Information on metal-bioavailability parameters has been used in the US, Europe and the United Kingdom to develop computer models to predict bioavailability of metals in surface waters and their toxicity to aquatic organisms. These then feed into environmental regulations and water-quality standards for heavy metals.
“Several bioavailability-based models have been developed, from simple empirical models to complex mechanistic ones,” said Bawa-Allah. “Several developed countries have adopted metal bioavailability-based approaches in regulatory frameworks for setting water-quality criteria targeted at protecting aquatic life.”
She highlighted the Biotic Ligand Model (BLM) used in the US and the Abbreviated BLM used in the UK and Europe.
“These are excellent, open-access, predictive tools that account for site-specific variations,” she explained. “But both have a narrow range of input parameters – limited to the geographic areas where the data were gathered.”
These countries also have guidelines for heavy metals in water – the US Environmental Protection Agency guidelines date to around the 1980s and the European Parliament and Council of the EU published guidelines from 2000 which have been revised regularly.
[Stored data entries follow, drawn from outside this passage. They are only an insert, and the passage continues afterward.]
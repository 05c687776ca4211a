// src/sources/rest_json.rs
use anyhow::{Context, Result};
use async_trait::async_trait;
use metrics::{counter, histogram};
use serde::Deserialize;

use crate::sources::types::{Article, SourceAdapter};
use crate::sources::{normalize_text, parse_feed_date};

// GNews-style top-headlines payload.
#[derive(Debug, Deserialize)]
struct ApiResponse {
    #[serde(default)]
    articles: Vec<ApiArticle>,
}

#[derive(Debug, Deserialize)]
#[serde(rename_all = "camelCase")]
struct ApiArticle {
    title: Option<String>,
    description: Option<String>,
    url: Option<String>,
    image: Option<String>,
    published_at: Option<String>,
    source: Option<ApiSource>,
}

#[derive(Debug, Deserialize)]
struct ApiSource {
    name: Option<String>,
}

/// REST/JSON adapter for GNews-compatible endpoints. A missing API key,
/// non-2xx status, timeout or undecodable payload all resolve to an empty
/// result; only the logs and the error counter tell them apart.
pub struct RestJsonAdapter {
    name: String,
    endpoint: String,
    api_key: Option<String>,
    lang: String,
    client: reqwest::Client,
}

impl RestJsonAdapter {
    pub fn new(
        name: &str,
        endpoint: &str,
        api_key: Option<String>,
        client: reqwest::Client,
    ) -> Self {
        Self {
            name: name.to_string(),
            endpoint: endpoint.to_string(),
            api_key,
            lang: "en".to_string(),
            client,
        }
    }

    pub fn with_lang(mut self, lang: &str) -> Self {
        self.lang = lang.to_string();
        self
    }

    /// Map the upstream JSON body to articles, bounded to `limit`. Pure over
    /// the body string for unit tests without a network.
    pub fn parse_response(name: &str, body: &str, limit: usize) -> Result<Vec<Article>> {
        let t0 = std::time::Instant::now();

        let resp: ApiResponse = serde_json::from_str(body).context("decoding news api json")?;
        let mut out = Vec::with_capacity(resp.articles.len().min(limit));

        for a in resp.articles {
            if out.len() >= limit {
                break;
            }
            let article = Article {
                title: normalize_text(a.title.as_deref().unwrap_or_default()),
                description: normalize_text(a.description.as_deref().unwrap_or_default()),
                url: a.url.unwrap_or_default().trim().to_string(),
                source: a
                    .source
                    .and_then(|s| s.name)
                    .filter(|n| !n.trim().is_empty())
                    .unwrap_or_else(|| name.to_string()),
                published_at: a
                    .published_at
                    .as_deref()
                    .and_then(parse_feed_date)
                    .unwrap_or_else(chrono::Utc::now),
                image: a.image,
                full_content: None,
            };
            if !article.is_valid() {
                continue;
            }
            out.push(article);
        }

        let ms = t0.elapsed().as_secs_f64() * 1_000.0;
        histogram!("source_parse_ms").record(ms);
        counter!("source_articles_total").increment(out.len() as u64);

        Ok(out)
    }
}

#[async_trait]
impl SourceAdapter for RestJsonAdapter {
    async fn fetch(&self, category: &str, limit: usize) -> Result<Vec<Article>> {
        crate::sources::ensure_metrics_described();

        let Some(key) = self.api_key.as_deref().filter(|k| !k.is_empty()) else {
            tracing::warn!(source = %self.name, "api key missing, returning empty result");
            counter!("source_errors_total").increment(1);
            return Ok(Vec::new());
        };

        let category = if category.is_empty() { "general" } else { category };
        let params = [
            ("category", category.to_string()),
            ("lang", self.lang.clone()),
            ("max", limit.to_string()),
            ("apikey", key.to_string()),
        ];

        let resp = match self.client.get(&self.endpoint).query(&params).send().await {
            Ok(r) => r,
            Err(e) => {
                tracing::warn!(error = ?e, source = %self.name, "news api request failed");
                counter!("source_errors_total").increment(1);
                return Ok(Vec::new());
            }
        };
        if !resp.status().is_success() {
            tracing::warn!(
                status = %resp.status(),
                source = %self.name,
                "news api returned non-success"
            );
            counter!("source_errors_total").increment(1);
            return Ok(Vec::new());
        }

        let body = match resp.text().await {
            Ok(b) => b,
            Err(e) => {
                tracing::warn!(error = ?e, source = %self.name, "news api body unreadable");
                counter!("source_errors_total").increment(1);
                return Ok(Vec::new());
            }
        };

        match Self::parse_response(&self.name, &body, limit) {
            Ok(v) => Ok(v),
            Err(e) => {
                tracing::warn!(error = ?e, source = %self.name, "news api payload undecodable");
                counter!("source_errors_total").increment(1);
                Ok(Vec::new())
            }
        }
    }

    fn name(&self) -> &str {
        &self.name
    }
}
The current guidelines for heavy metals reflect standards modelled at different levels of bioavailability. There is also compliance monitoring in UK and European waters. Developed countries like Canada, Australia and New Zealand are now revising standards to incorporate bioavailability unique to their surface water.
“For countries in Africa and many other regions standards that exist are based on US guidelines and there is no talk of incorporating the unique bioavailability parameters. Development and application of metal bioavailability-based models in African countries is limited or non-existent. We need to develop our own BLM dependent on local parameters.”
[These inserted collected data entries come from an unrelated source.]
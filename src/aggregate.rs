// src/aggregate.rs
//! # Aggregator
//! Concurrent fan-out across the configured source adapters, then
//! merge → dedup → category filter → truncate → optional content scrape.
//!
//! A single adapter's failure or timeout never aborts the pass; the call
//! always produces a result, possibly empty.

use std::collections::HashSet;
use std::sync::Arc;
use std::time::Duration;

use metrics::{counter, describe_counter};
use once_cell::sync::OnceCell;

use crate::categorize::Categorizer;
use crate::scrape::ContentScraper;
use crate::sources::types::{Article, SourceAdapter};

pub const DEFAULT_OVERFETCH_FACTOR: f64 = 2.0;
pub const DEFAULT_ADAPTER_TIMEOUT: Duration = Duration::from_secs(12);

fn ensure_metrics_described() {
    static ONCE: OnceCell<()> = OnceCell::new();
    ONCE.get_or_init(|| {
        describe_counter!("aggregate_runs_total", "Completed aggregation passes.");
        describe_counter!(
            "aggregate_adapter_errors_total",
            "Adapter calls that returned an error to the aggregator."
        );
        describe_counter!(
            "aggregate_adapter_timeouts_total",
            "Adapter calls cancelled by the per-adapter time bound."
        );
        describe_counter!(
            "aggregate_articles_merged_total",
            "Articles collected across adapters before dedup."
        );
        describe_counter!(
            "aggregate_articles_deduped_total",
            "Articles dropped as invalid or duplicate during merge."
        );
    });
}

pub struct Aggregator {
    adapters: Vec<Arc<dyn SourceAdapter>>,
    categorizer: Categorizer,
    scraper: ContentScraper,
    /// Adapters are asked for `limit × factor` items to compensate for
    /// post-filter attrition.
    overfetch_factor: f64,
    adapter_timeout: Duration,
}

#[derive(Debug, Clone)]
pub struct AggregateOutcome {
    pub articles: Vec<Article>,
    /// Adapters that returned at least one article this pass.
    pub sources_contributing: usize,
    pub sources_total: usize,
}

impl Aggregator {
    pub fn new(
        adapters: Vec<Arc<dyn SourceAdapter>>,
        categorizer: Categorizer,
        scraper: ContentScraper,
    ) -> Self {
        Self {
            adapters,
            categorizer,
            scraper,
            overfetch_factor: DEFAULT_OVERFETCH_FACTOR,
            adapter_timeout: DEFAULT_ADAPTER_TIMEOUT,
        }
    }

    pub fn with_tuning(mut self, overfetch_factor: f64, adapter_timeout: Duration) -> Self {
        self.overfetch_factor = overfetch_factor.max(1.0);
        self.adapter_timeout = adapter_timeout;
        self
    }

    pub async fn aggregate(
        &self,
        category: &str,
        limit: usize,
        with_content: bool,
    ) -> AggregateOutcome {
        ensure_metrics_described();

        let limit = limit.max(1);
        let per_source = ((limit as f64) * self.overfetch_factor).ceil() as usize;

        let fetches = self.adapters.iter().map(|adapter| {
            let adapter = Arc::clone(adapter);
            let timeout = self.adapter_timeout;
            let category = category.to_string();
            async move {
                match tokio::time::timeout(timeout, adapter.fetch(&category, per_source)).await {
                    Ok(Ok(items)) => items,
                    Ok(Err(e)) => {
                        tracing::warn!(error = ?e, source = adapter.name(), "adapter error");
                        counter!("aggregate_adapter_errors_total").increment(1);
                        Vec::new()
                    }
                    Err(_) => {
                        tracing::warn!(
                            source = adapter.name(),
                            timeout_ms = timeout.as_millis() as u64,
                            "adapter timed out"
                        );
                        counter!("aggregate_adapter_timeouts_total").increment(1);
                        Vec::new()
                    }
                }
            }
        });
        // join_all keeps adapter order, which keeps the merge deterministic.
        let batches = futures::future::join_all(fetches).await;

        let sources_total = batches.len();
        let sources_contributing = batches.iter().filter(|b| !b.is_empty()).count();

        let merged: Vec<Article> = batches.into_iter().flatten().collect();
        counter!("aggregate_articles_merged_total").increment(merged.len() as u64);

        let unique = dedup_by_key(merged);
        let filtered = self.categorizer.filter(unique, category);
        let mut articles: Vec<Article> = filtered.into_iter().take(limit).collect();

        if with_content {
            self.scraper.scrape_all(&mut articles).await;
        }

        counter!("aggregate_runs_total").increment(1);
        tracing::info!(
            target: "aggregate",
            category = %category,
            kept = articles.len(),
            contributing = sources_contributing,
            total = sources_total,
            "aggregation pass"
        );

        AggregateOutcome {
            articles,
            sources_contributing,
            sources_total,
        }
    }
}

/// Dedup key: lower-cased, trailing-slash-trimmed url; lower-cased title for
/// the rare url-less article.
pub fn canonical_key(article: &Article) -> String {
    let url = article.url.trim();
    if !url.is_empty() {
        let mut key = url.to_ascii_lowercase();
        while key.ends_with('/') {
            key.pop();
        }
        key
    } else {
        format!("title:{}", article.title.trim().to_lowercase())
    }
}

/// First-seen occurrence wins; invalid articles are dropped up front.
pub fn dedup_by_key(articles: Vec<Article>) -> Vec<Article> {
    let mut seen: HashSet<String> = HashSet::with_capacity(articles.len());
    let mut out = Vec::with_capacity(articles.len());
    let mut dropped = 0usize;

    for article in articles {
        if !article.is_valid() {
            dropped += 1;
            continue;
        }
        if seen.insert(canonical_key(&article)) {
            out.push(article);
        } else {
            dropped += 1;
        }
    }

    if dropped > 0 {
        counter!("aggregate_articles_deduped_total").increment(dropped as u64);
    }
    out
}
Bawa-Allah’s research aims to highlight the advantages of bioavailability-based models and evidence of reduced metal pollution in countries that have adopted these models and policies, to identify factors hindering their application in African countries, and to emphasise the need to bridge the gap through innovative research and collaboration.
“The project will provide information vital to the development and application of metal bioavailability-based models in Africa and other regions. These will guarantee adequate protection of aquatic life and sustainable use of resources to benefit present and future generations.”
However, she also highlighted the challenges – “It will take lots of work to develop locally relevant BLMs. There are no easy data in our region. Some regions do regular monitoring but in others there are no databases. Obtaining water-chemistry data is difficult. I’m trying to gather it from published data.”
“In many African countries there are challenges including equipment, facilities, infrastructure, accessing research funding and lack of trust in collaboration. It’s hard convincing governments of the importance of such research. It should be a big enough problem to get attention, however, it’s seen as easier to adopt models and guidelines than develop our own. Environmental regulation and regulatory science is vital to ensuring sustainable development, and should be given priority in governance and policy making.”
“There’s a big gap between science and policy makers with research findings often not relayed to decision makers. Change will only come if this gap is bridged. For this to happen, interdisciplinary collaboration is needed, not science in isolation,” she concluded.